SUPPLIED RECORDS:

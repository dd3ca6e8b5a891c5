//! Core logger types and traits

pub mod config;
pub mod error;
pub mod field;
pub mod level;
pub mod logger;
pub mod metrics;
pub mod record;
pub mod recovery;
pub mod sink;
pub mod tee;
pub mod timestamp;

pub use config::LoggerConfig;
pub use error::{LoggerError, Result};
pub use field::{Field, FieldValue};
pub use level::Level;
pub use logger::{Logger, LoggerBuilder, DEFAULT_SYNC_TIMEOUT, FATAL_EXIT_CODE};
pub use metrics::SinkMetrics;
pub use record::{Caller, Record, RecordOrigin};
pub use recovery::LoggedPanic;
pub use sink::Sink;
pub use tee::Tee;
pub use timestamp::TimestampFormat;
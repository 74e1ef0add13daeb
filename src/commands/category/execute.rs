use std::error::Error;

use serde::Serialize;

use super::{CategoryAction, CategoryCmd};
use crate::commands::{Execute, Session};
use crate::stores::CategoryStore;
use crate::types::{Category, CategorySummary, Word};

/// Result of a category command
#[derive(Debug, Serialize)]
#[serde(tag = "action", rename_all = "snake_case")]
pub enum CategoryResult {
    Created {
        category_id: i64,
        name: String,
        owner: String,
    },
    Listed {
        title: String,
        categories: Vec<Category>,
    },
    Deleted {
        category_id: i64,
        deleted: bool,
    },
    Renamed {
        category_id: i64,
        name: String,
        renamed: bool,
    },
    Linked {
        category_id: i64,
        word_id: i64,
        linked: bool,
    },
    Unlinked {
        category_id: i64,
        word_id: i64,
        removed: bool,
    },
    Words {
        category_ids: Vec<i64>,
        words: Vec<Word>,
    },
    Summary {
        categories: Vec<CategorySummary>,
    },
}

impl Execute for CategoryCmd {
    type Output = CategoryResult;

    fn execute(self, session: &Session<'_>) -> Result<Self::Output, Box<dyn Error>> {
        let categories = CategoryStore::new(session.db);

        let result = match self.action {
            CategoryAction::Create(args) => {
                let category_id = if args.if_missing {
                    categories.get_or_create(&args.user, &args.name)?
                } else {
                    categories.create(&args.user, &args.name)?
                };
                CategoryResult::Created {
                    category_id,
                    name: args.name.trim().to_string(),
                    owner: args.user,
                }
            }
            CategoryAction::List(args) => CategoryResult::Listed {
                title: format!("Categories of {}", args.user),
                categories: categories.categories_of_owner(&args.user)?,
            },
            CategoryAction::Delete(args) => CategoryResult::Deleted {
                category_id: args.category_id,
                deleted: categories.delete(args.category_id, &args.user)?,
            },
            CategoryAction::Rename(args) => CategoryResult::Renamed {
                category_id: args.category_id,
                renamed: categories.rename(args.category_id, &args.name, &args.user)?,
                name: args.name.trim().to_string(),
            },
            CategoryAction::Link(args) => CategoryResult::Linked {
                category_id: args.category_id,
                word_id: args.word_id,
                linked: categories.add_word_to_category(args.category_id, args.word_id)?,
            },
            CategoryAction::Unlink(args) => CategoryResult::Unlinked {
                category_id: args.category_id,
                word_id: args.word_id,
                removed: categories.remove_word_from_category(args.category_id, args.word_id)?,
            },
            CategoryAction::Words(args) => {
                let words = match args.category_ids.as_slice() {
                    [single] => categories.words_in(*single)?,
                    many => categories.words_in_any(many)?,
                };
                CategoryResult::Words {
                    category_ids: args.category_ids,
                    words,
                }
            }
            CategoryAction::OfWord(args) => CategoryResult::Listed {
                title: format!("Categories of word {}", args.word_id),
                categories: categories.categories_of_word(args.word_id)?,
            },
            CategoryAction::Summary => CategoryResult::Summary {
                categories: categories.summaries()?,
            },
        };

        Ok(result)
    }
}
//! Output formatting for user command results.

use super::execute::UserResult;
use crate::output::Outputable;

impl Outputable for UserResult {
    fn to_table(&self) -> String {
        match self {
            UserResult::Registered { user_id, is_admin } => {
                let role = if *is_admin { "admin" } else { "user" };
                format!("Registered {} ({})", user_id, role)
            }
            UserResult::Login {
                user_id,
                user: Some(user),
                ..
            } => {
                let role = if user.is_admin { ", admin" } else { "" };
                format!("Login ok: {} ({}{})", user_id, user.username, role)
            }
            UserResult::Login { user_id, .. } => {
                format!("Login failed for {}: unknown user or wrong password", user_id)
            }
        }
    }
}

EXERCISE: Copy the records above exactly, beginning at the line that contains "pub mod sink;" and stopping after the line that contains "pub use metrics::SinkMetrics;".

RESULT FOR THIS EXERCISE:
pub mod sink;
pub mod tee;
pub mod timestamp;

pub use config::LoggerConfig;
pub use error::{LoggerError, Result};
pub use field::{Field, FieldValue};
pub use level::Level;
pub use logger::{Logger, LoggerBuilder, DEFAULT_SYNC_TIMEOUT, FATAL_EXIT_CODE};
pub use metrics::SinkMetrics;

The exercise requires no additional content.